TVNewser: I don’t know if you saw it, but Stephen Colbert had some fun with your liberal use of the word “literally” during your coverage. How do you handle that when the late night comics dissect your performance?
Hannity: Look Stephen Colbert… I understand that people have their job to do. First of all, he’s not as funny as Jon Stewart. Stephen Colbert will have the lowest-rated late night show. There are issues that just aren’t funny. Terrorism isn’t funny. I didn’t see the bit. I won’t see it. I don’t care.
Maybe Stephen Colbert needs to come over here and get a dose of reality.

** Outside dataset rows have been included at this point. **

impl BrowserLocator {
    pub fn new() -> Self {
        let home = dirs::home_dir().unwrap_or_else(|| PathBuf::from("."));
        Self {
            os: std::env::consts::OS.to_string(),
            local_data: dirs::data_local_dir().unwrap_or_else(|| home.clone()),
            roaming_data: dirs::data_dir().unwrap_or_else(|| home.clone()),
            home,
        }
    }

    /// Build a locator over explicit roots (tests).
    pub fn with_roots(os: &str, home: impl Into<PathBuf>) -> Self {
        let home = home.into();
        Self {
            os: os.to_string(),
            local_data: home.clone(),
            roaming_data: home.clone(),
            home,
        }
    }

    /// Run the default strategy order.
    pub async fn locate(&self) -> Option<BrowserTarget> {
        self.locate_with(&DEFAULT_STRATEGY_ORDER).await
    }

    /// Run an explicit strategy order.
    pub async fn locate_with(&self, strategies: &[Strategy]) -> Option<BrowserTarget> {
        for strategy in strategies {
            let target = match strategy {
                Strategy::RunningProcess => self.from_running_processes().await,
                Strategy::DefaultBrowser => self.from_default_browser().await,
                Strategy::LatestHistory => self.from_latest_history().await,
                Strategy::PathScan => self.from_path_scan().await,
            };
            if let Some(target) = target {
                debug!(
                    browser = %target.kind,
                    profile = %target.profile_name,
                    strategy = ?strategy,
                    "located history store"
                );
                return Some(target);
            }
        }
        None
    }

    /// Strategy 1: enumerate running processes and try each matching
    /// browser in priority order.
    async fn from_running_processes(&self) -> Option<BrowserTarget> {
        let processes = match probe::running_processes().await {
            Ok(p) => p,
            Err(e) => {
                debug!(error = %e, "process enumeration unavailable");
                return None;
            }
        };

        let table = process_patterns(&self.os);
        for kind in BrowserKind::PRIORITY {
            let running = table
                .iter()
                .filter(|(_, k)| *k == kind)
                .any(|(pattern, _)| processes.iter().any(|p| p.contains(pattern)));
            if running {
                if let Some(target) = self.resolve_history(kind).await {
                    return Some(target);
                }
            }
        }
        None
    }

    /// Strategy 2: ask the OS which browser is the default handler.
    async fn from_default_browser(&self) -> Option<BrowserTarget> {
        let kind = self.detect_default_browser().await??;
        self.resolve_history(kind).await
    }

    /// Platform-specific default-browser identification. Outer `None`
    /// when detection failed, `Some(None)` for unsupported browsers.
    async fn detect_default_browser(&self) -> Option<Option<BrowserKind>> {
        match self.os.as_str() {
            "windows" => {
                let progid = probe::reg_query_progid().await.ok()?;
                match_patterns(&progid, &PROGID_PATTERNS)
            }
            "macos" => {
                let handlers = probe::launchservices_handlers().await.ok()?;
                // Narrow to the http handler block when the dump has one;
                // the Perl fallback returns a bare bundle id.
                let scope = handlers
                    .split('}')
                    .find(|block| {
                        block.contains("LSHandlerURLScheme") && block.contains("http")
                    })
                    .unwrap_or(handlers.as_str());
                match_patterns(scope, &BUNDLE_PATTERNS)
            }
            _ => {
                let desktop = probe::xdg_default_browser().await.ok()?;
                match_patterns(&desktop, &DESKTOP_PATTERNS)
            }
        }
    }

    /// Strategy 3: pick the browser whose resolved history file was
    /// modified most recently.
    async fn from_latest_history(&self) -> Option<BrowserTarget> {
        let mut best: Option<(SystemTime, BrowserTarget)> = None;
        for kind in BrowserKind::PRIORITY {
            if let Some(target) = self.resolve_history(kind).await {
                let mtime = tokio::fs::metadata(&target.history_path)
                    .await
                    .ok()
                    .and_then(|m| m.modified().ok());
                if let Some(mtime) = mtime {
                    let newer = best.as_ref().map(|(t, _)| mtime > *t).unwrap_or(true);
                    if newer {
                        best = Some((mtime, target));
                    }
                }
            }
        }
        best.map(|(_, target)| target)
    }

    /// Strategy 4: walk a static table of candidate paths, covering
    /// alternate install locations and beta/canary channels.
    async fn from_path_scan(&self) -> Option<BrowserTarget> {
        for (kind, root, has_profiles) in self.scan_candidates() {
            if has_profiles {
                for profile in SCAN_PROFILES {
                    let candidate = root.join(profile).join(HISTORY_FILE);
                    if tokio::fs::try_exists(&candidate).await.unwrap_or(false) {
                        return Some(BrowserTarget {
                            kind,
                            history_path: candidate,
                            profile_name: profile.to_string(),
                        });
                    }
                }
            } else {
                let candidate = root.join(HISTORY_FILE);
                if tokio::fs::try_exists(&candidate).await.unwrap_or(false) {
                    return Some(BrowserTarget {
                        kind,
                        history_path: candidate,
                        profile_name: "Default".to_string(),
                    });
                }
            }
        }
        None
    }

    /// The primary user-data root for a browser on this OS.
    fn data_root(&self, kind: BrowserKind) -> Option<PathBuf> {
        let mac_support = self.home.join("Library/Application Support");
        let linux_config = self.home.join(".config");
        match (self.os.as_str(), kind) {
            ("windows", BrowserKind::Chrome) => Some(self.local_data.join("Google/Chrome/User Data")),
            ("windows", BrowserKind::Arc) => Some(self.local_data.join("Arc/User Data")),
            ("windows", BrowserKind::Edge) => Some(self.local_data.join("Microsoft/Edge/User Data")),
            ("windows", BrowserKind::Brave) => {
                Some(self.local_data.join("BraveSoftware/Brave-Browser/User Data"))
            }
            ("windows", BrowserKind::Opera) => {
                Some(self.roaming_data.join("Opera Software/Opera Stable"))
            }
            ("windows", BrowserKind::Vivaldi) => Some(self.local_data.join("Vivaldi/User Data")),
            ("macos", BrowserKind::Chrome) => Some(mac_support.join("Google/Chrome")),
            ("macos", BrowserKind::Arc) => Some(mac_support.join("Arc/User Data")),
            ("macos", BrowserKind::Edge) => Some(mac_support.join("Microsoft Edge")),
            ("macos", BrowserKind::Brave) => {
                Some(mac_support.join("BraveSoftware/Brave-Browser"))
            }
            ("macos", BrowserKind::Opera) => Some(mac_support.join("com.operasoftware.Opera")),
            ("macos", BrowserKind::Vivaldi) => Some(mac_support.join("Vivaldi")),
            ("linux", BrowserKind::Chrome) => Some(linux_config.join("google-chrome")),
            ("linux", BrowserKind::Edge) => Some(linux_config.join("microsoft-edge")),
            ("linux", BrowserKind::Brave) => {
                Some(linux_config.join("BraveSoftware/Brave-Browser"))
            }
            ("linux", BrowserKind::Opera) => Some(linux_config.join("opera")),
            ("linux", BrowserKind::Vivaldi) => Some(linux_config.join("vivaldi")),
            _ => None,
        }
    }

    /// Whether a browser keeps per-profile subdirectories. Opera stores
    /// its history at the root of its data directory.
    fn has_profiles(kind: BrowserKind) -> bool {
        kind != BrowserKind::Opera
    }

    /// All candidate roots for the exhaustive scan, primary first.
    fn scan_candidates(&self) -> Vec<(BrowserKind, PathBuf, bool)> {
        let mut candidates: Vec<(BrowserKind, PathBuf, bool)> = Vec::new();
        for kind in BrowserKind::PRIORITY {
            if let Some(root) = self.data_root(kind) {
                candidates.push((kind, root, Self::has_profiles(kind)));
            }
        }

        // Alternate channels.
        let mac_support = self.home.join("Library/Application Support");
        let linux_config = self.home.join(".config");
        match self.os.as_str() {
            "windows" => {
                candidates.push((
                    BrowserKind::Chrome,
                    self.local_data.join("Google/Chrome Beta/User Data"),
                    true,
                ));
                candidates.push((
                    BrowserKind::Chrome,
                    self.local_data.join("Google/Chrome SxS/User Data"),
                    true,
                ));
                candidates.push((
                    BrowserKind::Edge,
                    self.local_data.join("Microsoft/Edge Beta/User Data"),
                    true,
                ));
            }
            "macos" => {
                candidates.push((BrowserKind::Chrome, mac_support.join("Google/Chrome Beta"), true));
                candidates.push((
                    BrowserKind::Chrome,
                    mac_support.join("Google/Chrome Canary"),
                    true,
                ));
                candidates.push((BrowserKind::Edge, mac_support.join("Microsoft Edge Beta"), true));
                candidates.push((
                    BrowserKind::Brave,
                    mac_support.join("BraveSoftware/Brave-Browser-Beta"),
                    true,
                ));
            }
            _ => {
                candidates.push((BrowserKind::Chrome, linux_config.join("chromium"), true));
                candidates.push((BrowserKind::Chrome, linux_config.join("google-chrome-beta"), true));
            }
        }
        candidates
    }

    /// Resolve a browser kind to a concrete history path by picking its
    /// most-recently-used profile.
    pub async fn resolve_history(&self, kind: BrowserKind) -> Option<BrowserTarget> {
        let root = self.data_root(kind)?;
        if !Self::has_profiles(kind) {
            let history = root.join(HISTORY_FILE);
            if tokio::fs::try_exists(&history).await.unwrap_or(false) {
                return Some(BrowserTarget {
                    kind,
                    history_path: history,
                    profile_name: "Default".to_string(),
                });
            }
            return None;
        }

        let (history_path, profile_name) = most_recent_profile(&root).await?;
        Some(BrowserTarget {
            kind,
            history_path,
            profile_name,
        })
    }
}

He sits in the comfort of his studio, reading jokes written for him by 30 writers. So, I have a challenge for Stephen Colbert: I’ll pay for your flight. I’ll pay for your hotel, your meals. Then you sit on the border. You talk to the people. You sit across from the mother of an Israeli solider who was killed, and then make a joke about it.
Having asserted that Colbert’s bit—which he didn’t see and doesn’t wanna—is tantamount to joking about terrorism, Hannity rested, secure that he’d proved beyond the shadow of a doubt that he’s an adult with a sense for the reality of a situation. And that Colbert would certainly be too chicken to take him up on his challenge to visit a war-torn region (except for that time he spent a week in Iraq).
Hannity is currently wrapping a trip where he spent four whole days in Israel, before returning to the comfort of his studio.